Literature data on fossil hippopotamuses from European Pleistocene sites and extant Hipppopotamus amphibius were considered [6, 9, 16, 63]. Fossil specimens of Hippopotamus antiquus housed in the University Museum of Earth Science, Department of Earth Sciences, Sapienza University of Rome (Ponte Molle, Vallinfreda, Monte Antenne) and PaleoFactory Laboratory, Sapienza University of Rome (Saticula and Bussi) were also included. Extant material of Hipppopotamus amphibius stored in the Comparative Anatomy Museum “Battista Grassi”, Sapienza University of Rome and PaleoFactory Laboratory, Sapienza University of Rome was also included. The biometric data published by Faure (1985) were not considered in this work because the measurements were taken differently from [16] and later studies.

Measurements were taken to the nearest 0.1 mm with a digital caliper.

A Principal Component Analysis (PCA) was conducted on the cranium of Tor di Quinto, Pleistocene and extant hippopotamuses (Table 1 in S1 File). Only a few cranial measurements of Pleistocene hippopotamuses are available in paleontological literature. In order to include the large number of specimens in the PCA, we selected eight cranial variables: HopA, HBA, BfM, BN, Botot, Boc, BTl and Bz.

Considering the limited number of specimens in the dataset, the values of the first component (PC1) have been chosen as independent variables in the ANOVA model (Analysis of Variance model) to explore possible differences among groups. The fossil from Cava Montanari was chosen as corner point, and therefore compared with other fossil and extant groups. We selected a significance threshold of 0.01. All statistical analyses were performed using the software R [64].

Standard boxplot was also carried out in order to explore the affinity of the Tor di Quinto specimen with other Pleistocene and extant hippopotamuses (see Table 2 in S1 File). We select only two variables: the LCN, the most important measurements to evaluate the cranial size of fossil hippopotamuses (not included in the PCA), and the M3OL, the most important tooth in fossil hippopotamuses to test possible size differences among fossil and extant taxa (the lower third molar is also the most easily recognizable in the lower molars).

Finally, the size of the upper and lower canines (antero-posterior diameter, [CL] vs. the lateral diameter [CB] of the upper and lower canines) of studied material was compared to that of extant specimens of H. amphibius to better define its sex, while for the age the method proposed by [65], based on the tooth wear, is applied (see S1 File).

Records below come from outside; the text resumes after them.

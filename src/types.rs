use std::fmt;
use std::str::FromStr;

use chrono::NaiveDateTime;
use clap::ValueEnum;
use serde::{Deserialize, Deserializer, Serialize, Serializer};
use serde_json::Value as JsonValue;

use crate::error::SqlDuetError;

/// Values that can be bound as query parameters or read back from a fetched row.
///
/// Parameters are limited to the scalar variants (`Int`, `Float`, `Text`, `Bool`, `Null`);
/// `Timestamp` and `JSON` only appear in fetched rows and are rejected by the binder.
/// ```rust
/// use sql_duet::prelude::*;
///
/// let params = vec![
///     RowValues::Text("Robertson".into()),
///     RowValues::Int(1),
///     RowValues::Null,
/// ];
/// # let _ = params;
/// ```
#[derive(Debug, Clone, PartialEq)]
pub enum RowValues {
    /// Integer value (64-bit)
    Int(i64),
    /// Floating point value (64-bit)
    Float(f64),
    /// Text/string value
    Text(String),
    /// Boolean value, bound as an integer (1/0)
    Bool(bool),
    /// Timestamp value
    Timestamp(NaiveDateTime),
    /// NULL value
    Null,
    /// JSON value
    JSON(JsonValue),
}

impl RowValues {
    /// Check if this value is NULL
    #[must_use]
    pub fn is_null(&self) -> bool {
        matches!(self, Self::Null)
    }

    #[must_use]
    pub fn as_int(&self) -> Option<&i64> {
        if let RowValues::Int(value) = self {
            Some(value)
        } else {
            None
        }
    }

    #[must_use]
    pub fn as_text(&self) -> Option<&str> {
        if let RowValues::Text(value) = self {
            Some(value)
        } else {
            None
        }
    }

    #[must_use]
    pub fn as_bool(&self) -> Option<&bool> {
        if let RowValues::Bool(value) = self {
            return Some(value);
        } else if let Some(i) = self.as_int() {
            if *i == 1 {
                return Some(&true);
            } else if *i == 0 {
                return Some(&false);
            }
        }
        None
    }

    #[must_use]
    pub fn as_float(&self) -> Option<f64> {
        if let RowValues::Float(value) = self {
            Some(*value)
        } else {
            None
        }
    }

    #[must_use]
    pub fn as_timestamp(&self) -> Option<NaiveDateTime> {
        if let RowValues::Timestamp(value) = self {
            return Some(*value);
        } else if let Some(s) = self.as_text() {
            if let Ok(dt) = NaiveDateTime::parse_from_str(s, "%Y-%m-%d %H:%M:%S") {
                return Some(dt);
            }
            if let Ok(dt) = NaiveDateTime::parse_from_str(s, "%Y-%m-%d %H:%M:%S%.f") {
                return Some(dt);
            }
        }
        None
    }

    /// Name of the variant, used in error messages.
    #[must_use]
    pub fn type_name(&self) -> &'static str {
        match self {
            RowValues::Int(_) => "integer",
            RowValues::Float(_) => "double",
            RowValues::Text(_) => "string",
            RowValues::Bool(_) => "boolean",
            RowValues::Timestamp(_) => "timestamp",
            RowValues::Null => "null",
            RowValues::JSON(_) => "json",
        }
    }

    /// Plain JSON rendering of the value (timestamps as `YYYY-MM-DD HH:MM:SS`).
    #[must_use]
    pub fn to_json(&self) -> JsonValue {
        match self {
            RowValues::Int(i) => JsonValue::from(*i),
            RowValues::Float(f) => JsonValue::from(*f),
            RowValues::Text(s) => JsonValue::from(s.as_str()),
            RowValues::Bool(b) => JsonValue::from(*b),
            RowValues::Timestamp(dt) => {
                JsonValue::from(dt.format("%Y-%m-%d %H:%M:%S%.f").to_string())
            }
            RowValues::Null => JsonValue::Null,
            RowValues::JSON(value) => value.clone(),
        }
    }
}

impl From<i64> for RowValues {
    fn from(value: i64) -> Self {
        RowValues::Int(value)
    }
}

impl From<i32> for RowValues {
    fn from(value: i32) -> Self {
        RowValues::Int(i64::from(value))
    }
}

impl From<f64> for RowValues {
    fn from(value: f64) -> Self {
        RowValues::Float(value)
    }
}

impl From<bool> for RowValues {
    fn from(value: bool) -> Self {
        RowValues::Bool(value)
    }
}

impl From<&str> for RowValues {
    fn from(value: &str) -> Self {
        RowValues::Text(value.to_string())
    }
}

impl From<String> for RowValues {
    fn from(value: String) -> Self {
        RowValues::Text(value)
    }
}

impl<T: Into<RowValues>> From<Option<T>> for RowValues {
    fn from(value: Option<T>) -> Self {
        value.map_or(RowValues::Null, Into::into)
    }
}

/// The database engines behind the facade.
#[derive(Debug, Clone, Copy, PartialEq, Eq, Hash, ValueEnum)]
pub enum DatabaseType {
    /// MySQL-family database (MySQL, `MariaDB`)
    #[cfg(feature = "mysql")]
    Mysql,
    /// `PostgreSQL` database
    #[cfg(feature = "postgres")]
    Postgres,
}

impl DatabaseType {
    #[must_use]
    pub fn as_str(&self) -> &'static str {
        match self {
            #[cfg(feature = "mysql")]
            DatabaseType::Mysql => "mysql",
            #[cfg(feature = "postgres")]
            DatabaseType::Postgres => "postgres",
        }
    }
}

impl fmt::Display for DatabaseType {
    fn fmt(&self, f: &mut fmt::Formatter<'_>) -> fmt::Result {
        f.write_str(self.as_str())
    }
}

impl FromStr for DatabaseType {
    type Err = SqlDuetError;

    fn from_str(s: &str) -> Result<Self, Self::Err> {
        match s.trim().to_ascii_lowercase().as_str() {
            #[cfg(feature = "mysql")]
            "mysql" | "mysqli" | "mariadb" => Ok(DatabaseType::Mysql),
            #[cfg(feature = "postgres")]
            "postgres" | "postgresql" | "pg" => Ok(DatabaseType::Postgres),
            _ => Err(SqlDuetError::ConfigError(format!(
                "Database not supported: {s}"
            ))),
        }
    }
}

impl Serialize for DatabaseType {
    fn serialize<S: Serializer>(&self, serializer: S) -> Result<S::Ok, S::Error> {
        serializer.serialize_str(self.as_str())
    }
}

impl<'de> Deserialize<'de> for DatabaseType {
    fn deserialize<D: Deserializer<'de>>(deserializer: D) -> Result<Self, D::Error> {
        let name = String::deserialize(deserializer)?;
        name.parse().map_err(serde::de::Error::custom)
    }
}

/// Shape of fetched rows.
#[derive(Debug, Clone, Copy, PartialEq, Eq, Default, ValueEnum)]
pub enum FetchMode {
    /// Keyed by column name.
    #[default]
    Assoc,
    /// Keyed by zero-based column position.
    Num,
    /// Both keyings at once.
    Both,
}

impl FetchMode {
    #[must_use]
    pub fn by_name(self) -> bool {
        matches!(self, FetchMode::Assoc | FetchMode::Both)
    }

    #[must_use]
    pub fn by_index(self) -> bool {
        matches!(self, FetchMode::Num | FetchMode::Both)
    }
}

/// Statement kinds the query pipeline accepts.
#[derive(Debug, Clone, Copy, PartialEq, Eq)]
pub enum QueryKind {
    Select,
    Insert,
    Update,
    Delete,
}

impl QueryKind {
    /// Classify a statement by its leading keyword.
    ///
    /// # Errors
    /// Returns `SqlDuetError::UnsupportedQuery` when the first token is not one of
    /// `select`, `insert`, `update`, `delete`.
    pub fn classify(sql: &str) -> Result<Self, SqlDuetError> {
        let keyword = sql
            .split_whitespace()
            .next()
            .unwrap_or_default()
            .to_ascii_lowercase();
        match keyword.as_str() {
            "select" => Ok(QueryKind::Select),
            "insert" => Ok(QueryKind::Insert),
            "update" => Ok(QueryKind::Update),
            "delete" => Ok(QueryKind::Delete),
            _ => Err(SqlDuetError::UnsupportedQuery(format!(
                "unsupported query type '{keyword}'"
            ))),
        }
    }

    /// True for INSERT, UPDATE and DELETE.
    #[must_use]
    pub fn is_dml(self) -> bool {
        !matches!(self, QueryKind::Select)
    }
}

Sedimentological and geological results

Sedimentological implications from 3D model.

Examining the texture of the historical photograph of Cava Montanari (Fig 3A), horizontal-bedded granular sediments (i,e, sands and pebbles) can be distinguished from the grass. As aforementioned, no information about the stratigraphical provenance was known. During the restoration work, sediments were found inside the cavities of the cranium and mandible, at the base of upper and lower teeth and partially encrusted on the outer side of the left hemimandible. These sediments are characterized by small pebbles (from 0.5 to 5 cm) and yellowish sands (Fig 1C–1F in S1 File). Observing the outer surfaces of the mandible bone, several depressions are observable (Fig 5). In order to better define these bone modifications, a 3D reconstruction of the left hemimandible of MPUR/149 has been realized, being this portion the area where these depressions were mostly concentrated. The 3D model allowed the investigation of the small depression clearly noted on the outer surface of the left hemimandible, more evident when the grazing light was set (Fig 5B, 5C). Thus, a depth-map was applied to test the dimension and the depth of these pits. The majority of the depressions was depth between 1.0 and 2.7 cm. As can be seen in Fig 5, their 2D profile, in most of the cases, was oval or circular (red/pink spots). The outline and depth of these depressions matches the pebbles found inside the cavities (Fig 1C–1F in S1 File). These results confirmed that probably the Hippopotamus skull was collected in a sandy deposit with pebbles ranging from 0.5 to 5 cm.

Petrographic results.

The compositional signatures of sand samples recovered from the Hippopotamus skull show a feldspatho-litho-quartzose signature (Q55F19L26) whereas sand from the FCZ, VGU and VTN formations show a feldspatho-quartzo-lithic signature (Q35F22L43) (Fig 7).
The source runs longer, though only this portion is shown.